Declining net income
Any decline in net income should command the attention of physician owners. If it is the result of a strategic decision, like preparation for anticipated growth or a switch in practice emphasis, the decline is not a cause for concern unless it is significantly larger than expected.
An unexpected or precipitous drop in net income, however, is a red flag. In a new practice, it indicates that the business plan assumptions may have been too rosy. In an established practice it often signals a change of some sort to which the practice must respond. Once a trend of declining net income has become established, the practice is likely to be in trouble.
The quickest way to increase net income is to reduce expenses. Another method is to increase revenue by adding ancillary services. Neither of these is necessarily a bad idea, but each needs to be implemented judiciously. Expense reduction that has a negative impact on patient satisfaction will eventually have a negative impact on revenue, and ancillary services generally increase expenses for a period of time before revenues go up, if they ever do.
Any practice looking to improve net income for the mid- to long-term, is well advised to look first at minimizing the waste of practice resources.
Cost control and waste mitigation are two very different things. Costs are essential to procure the resources we need to produce value. They are neither good nor bad. Waste is always bad because it consumes more resources than the value it creates. The people best situated to inform a waste mitigation effort are members of staff. Here are some key areas to look at:
• Supplies and equipment
Employees know how many sets of forms are sent to patients and routinely ignored. They know what they have too much of and what is in short supply. They will also know when making do with a single piece of equipment instead of several is a false economy.

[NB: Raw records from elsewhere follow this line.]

//! Tool catalog — typed metadata, parameter validation, prompt generation.
//!
//! The catalog is the source of truth for discovery. It owns tool *metadata*
//! only; the action each tool triggers lives in [`crate::tools::bindings`].

use crate::types::{Error, Result};
use serde::{Deserialize, Serialize};
use serde_json::{json, Map, Value};
use std::collections::HashMap;

// =============================================================================
// Parameter types
// =============================================================================

/// Parameter type for tool inputs.
#[derive(Debug, Clone, PartialEq, Eq, Serialize, Deserialize)]
#[serde(rename_all = "snake_case")]
pub enum ParamType {
    String,
    Int,
    /// Integer of at least 1, e.g. result limits.
    PositiveInt,
    Bool,
    Enum(Vec<String>),
    Optional(Box<ParamType>),
}

impl ParamType {
    /// Shorthand for an enumerated string parameter.
    pub fn one_of(values: &[&str]) -> Self {
        ParamType::Enum(values.iter().map(|v| v.to_string()).collect())
    }

    /// Shorthand for an optional parameter of `inner` type.
    pub fn optional(inner: ParamType) -> Self {
        ParamType::Optional(Box::new(inner))
    }

    /// Validate a JSON value against this parameter type.
    pub fn validate(&self, value: &Value) -> std::result::Result<(), String> {
        match self {
            ParamType::String => {
                if value.is_string() {
                    Ok(())
                } else {
                    Err(format!("expected string, got {}", value_type_name(value)))
                }
            }
            ParamType::Int => {
                if value.is_i64() || value.is_u64() {
                    Ok(())
                } else {
                    Err(format!("expected integer, got {}", value_type_name(value)))
                }
            }
            ParamType::PositiveInt => match value.as_i64() {
                Some(n) if n >= 1 => Ok(()),
                Some(n) => Err(format!("expected positive integer, got {n}")),
                None if value.is_u64() => Ok(()),
                None => Err(format!("expected integer, got {}", value_type_name(value))),
            },
            ParamType::Bool => {
                if value.is_boolean() {
                    Ok(())
                } else {
                    Err(format!("expected boolean, got {}", value_type_name(value)))
                }
            }
            ParamType::Enum(variants) => match value.as_str() {
                Some(s) if variants.iter().any(|v| v == s) => Ok(()),
                Some(s) => Err(format!(
                    "invalid enum value '{}', expected one of: {}",
                    s,
                    variants.join(", ")
                )),
                None => Err(format!(
                    "expected string for enum, got {}",
                    value_type_name(value)
                )),
            },
            ParamType::Optional(inner) => {
                if value.is_null() {
                    Ok(())
                } else {
                    inner.validate(value)
                }
            }
        }
    }

    /// Human-readable type name for prompt generation.
    pub fn display_name(&self) -> String {
        match self {
            ParamType::String => "string".to_string(),
            ParamType::Int => "integer".to_string(),
            ParamType::PositiveInt => "positive integer".to_string(),
            ParamType::Bool => "boolean".to_string(),
            ParamType::Enum(variants) => format!("enum({})", variants.join("|")),
            ParamType::Optional(inner) => inner.display_name(),
        }
    }

    /// JSON-Schema fragment describing this type.
    fn schema_fragment(&self) -> Map<String, Value> {
        let mut schema = Map::new();
        match self {
            ParamType::String => {
                schema.insert("type".into(), json!("string"));
            }
            ParamType::Int => {
                schema.insert("type".into(), json!("integer"));
            }
            ParamType::PositiveInt => {
                schema.insert("type".into(), json!("integer"));
                schema.insert("minimum".into(), json!(1));
            }
            ParamType::Bool => {
                schema.insert("type".into(), json!("boolean"));
            }
            ParamType::Enum(variants) => {
                schema.insert("type".into(), json!("string"));
                schema.insert("enum".into(), json!(variants));
            }
            ParamType::Optional(inner) => return inner.schema_fragment(),
        }
        schema
    }
}

fn value_type_name(v: &Value) -> &'static str {
    match v {
        Value::Null => "null",
        Value::Bool(_) => "boolean",
        Value::Number(_) => "number",
        Value::String(_) => "string",
        Value::Array(_) => "array",
        Value::Object(_) => "object",
    }
}

// =============================================================================
// Parameter definition
// =============================================================================

/// A single parameter definition for a tool.
#[derive(Debug, Clone, Serialize, Deserialize)]
pub struct ParamDef {
    pub name: String,
    pub param_type: ParamType,
    pub description: String,
    #[serde(skip_serializing_if = "Option::is_none")]
    pub default: Option<Value>,
}

impl ParamDef {
    pub fn new(name: &str, param_type: ParamType, description: &str) -> Self {
        Self {
            name: name.to_string(),
            param_type,
            description: description.to_string(),
            default: None,
        }
    }

    pub fn with_default(mut self, default: Value) -> Self {
        self.default = Some(default);
        self
    }

    pub fn is_required(&self) -> bool {
        self.default.is_none() && !matches!(self.param_type, ParamType::Optional(_))
    }
}

// =============================================================================
// Tool entry
// =============================================================================

/// Complete tool metadata entry.
#[derive(Debug, Clone, Serialize, Deserialize)]
pub struct ToolEntry {
    pub name: String,
    pub description: String,
    pub parameters: Vec<ParamDef>,
}

impl ToolEntry {
    pub fn new(name: &str, description: &str, parameters: Vec<ParamDef>) -> Self {
        Self {
            name: name.to_string(),
            description: description.to_string(),
            parameters,
        }
    }

    /// JSON-Schema object describing the tool's parameters.
    pub fn input_schema(&self) -> Value {
        let mut properties = Map::new();
        let mut required = Vec::new();
        for param in &self.parameters {
            let mut fragment = param.param_type.schema_fragment();
            fragment.insert("description".into(), json!(param.description));
            if let Some(default) = &param.default {
                fragment.insert("default".into(), default.clone());
            }
            properties.insert(param.name.clone(), Value::Object(fragment));
            if param.is_required() {
                required.push(param.name.clone());
            }
        }
        json!({
            "type": "object",
            "properties": properties,
            "required": required,
        })
    }

    /// Discovery view: `{name, description, inputSchema}`.
    pub fn descriptor(&self) -> Value {
        json!({
            "name": self.name,
            "description": self.description,
            "inputSchema": self.input_schema(),
        })
    }

    /// Render this tool as a prompt section.
    ///
    /// ```text
    /// ### tool_name
    /// Description: ...
    /// Allowed Parameters:
    ///   - param [type] (REQUIRED): description
    /// ```
    pub fn to_prompt_section(&self) -> String {
        let mut lines = vec![
            format!("### {}", self.name),
            format!("Description: {}", self.description),
        ];
        if self.parameters.is_empty() {
            lines.push("Parameters: None".to_string());
        } else {
            lines.push("Allowed Parameters:".to_string());
            for p in &self.parameters {
                let marker = if p.is_required() { " (REQUIRED)" } else { "" };
                lines.push(format!(
                    "  - {} [{}]{}: {}",
                    p.name,
                    p.param_type.display_name(),
                    marker,
                    p.description
                ));
            }
        }
        lines.join("\n")
    }
}

// =============================================================================
// Tool catalog
// =============================================================================

/// In-memory tool catalog, iterated in declaration order.
#[derive(Debug, Default)]
pub struct ToolCatalog {
    entries: Vec<ToolEntry>,
    index: HashMap<String, usize>,
}

impl ToolCatalog {
    pub fn new() -> Self {
        Self::default()
    }

    /// Register a tool entry. Names are unique; re-registration is rejected.
    pub fn register(&mut self, entry: ToolEntry) -> Result<()> {
        if entry.name.is_empty() {
            return Err(Error::validation("Tool name cannot be empty"));
        }
        if self.index.contains_key(&entry.name) {
            return Err(Error::validation(format!(
                "Tool already registered: {}",
                entry.name
            )));
        }
        self.index.insert(entry.name.clone(), self.entries.len());
        self.entries.push(entry);
        Ok(())
    }

    /// Get a tool entry by name.
    pub fn get(&self, name: &str) -> Option<&ToolEntry> {
        self.index.get(name).map(|&i| &self.entries[i])
    }

    /// Check if a tool exists.
    pub fn has_tool(&self, name: &str) -> bool {
        self.index.contains_key(name)
    }

    /// List all tool names, in declaration order.
    pub fn list_names(&self) -> Vec<&str> {
        self.entries.iter().map(|e| e.name.as_str()).collect()
    }

    /// List all tool entries, in declaration order.
    pub fn list_entries(&self) -> Vec<&ToolEntry> {
        self.entries.iter().collect()
    }

    /// Validate parameters against a tool's parameter definitions.
    ///
    /// Returns a list of validation errors (empty = valid).
    pub fn validate_params(&self, name: &str, params: &Value) -> Result<Vec<String>> {
        let entry = self
            .get(name)
            .ok_or_else(|| Error::unknown_tool(name))?;

        let param_map = params
            .as_object()
            .ok_or_else(|| Error::validation("Parameters must be a JSON object"))?;

        let mut errors = Vec::new();

        for param_def in &entry.parameters {
            if param_def.is_required() && !param_map.contains_key(&param_def.name) {
                errors.push(format!("Missing required parameter: {}", param_def.name));
            }
        }

        let known_names: HashMap<&str, &ParamDef> = entry
            .parameters
            .iter()
            .map(|p| (p.name.as_str(), p))
            .collect();

        for (key, value) in param_map {
            if let Some(param_def) = known_names.get(key.as_str()) {
                if let Err(e) = param_def.param_type.validate(value) {
                    errors.push(format!("Parameter '{}': {}", key, e));
                }
            } else {
                errors.push(format!("Unknown parameter: {}", key));
            }
        }

        Ok(errors)
    }

    /// Fill in default values for missing optional parameters.
    pub fn fill_defaults(&self, name: &str, params: &mut Value) -> Result<()> {
        let entry = self
            .get(name)
            .ok_or_else(|| Error::unknown_tool(name))?;

        if let Some(map) = params.as_object_mut() {
            for param_def in &entry.parameters {
                if !map.contains_key(&param_def.name) {
                    if let Some(default) = &param_def.default {
                        map.insert(param_def.name.clone(), default.clone());
                    }
                }
            }
        }

        Ok(())
    }

    /// Generate formatted prompt text for LLM planners.
    ///
    /// If `allowed_tools` is Some, only include those tools.
    pub fn generate_prompt(&self, allowed_tools: Option<&[String]>) -> String {
        let entries: Vec<&ToolEntry> = match allowed_tools {
            Some(allowed) => allowed.iter().filter_map(|name| self.get(name)).collect(),
            None => self.list_entries(),
        };

        if entries.is_empty() {
            return "No tools available.".to_string();
        }

        let mut sections = Vec::with_capacity(entries.len() + 1);
        sections.push("AVAILABLE TOOLS AND PARAMETERS:".to_string());
        for entry in entries {
            sections.push(entry.to_prompt_section());
        }
        sections.join("\n\n")
    }

    /// Number of registered tools.
    pub fn len(&self) -> usize {
        self.entries.len()
    }

    pub fn is_empty(&self) -> bool {
        self.entries.is_empty()
    }
}

// =============================================================================
// Tests
// =============================================================================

Ask your staff what makes their job hard and what seems to be a waste of time. You will be amazed to hear that equipment is poorly located, that they have been taught processes that make no sense to you or them, and that a great deal of work is done more than once. They will also be able to tell you what is causing the mistakes and errors that make your work more difficult.
• Patient satisfaction
Matching the office and its processes to what patients want and need mitigates a huge amount of waste. Repeat patients generally take less time than new patients. Satisfied patients always take less time than disgruntled ones. The extra cost and effort to provide an amenity, like coffee in the reception area or Wi-Fi, are a waste of practice funds and staff time, if the services are not important to the patients. Physicians are always surprised to learn that receptionists and medical assistants know much more about what patients think and value than professional staff, but the fact is consistently borne out in surveys.
Asking staff what they think
A lunch meeting where employees are asked for ideas to enhance customer satisfaction is much less expensive and quicker than a professional survey, and will yield at least 80 percent of the information you seek.
The exercise of involving your staff in waste mitigation has two ancillary benefits:
• It engages them as partners in continuously improving the practice, which substantially increases their job satisfaction.
• It gives you the opportunity to correct misconceptions and explain why some things need to continue to be done in a particular way.
Caveat: Set ground rules before starting these sessions. Insist on good humor, civility, facts, and suggested solutions. No whining allowed!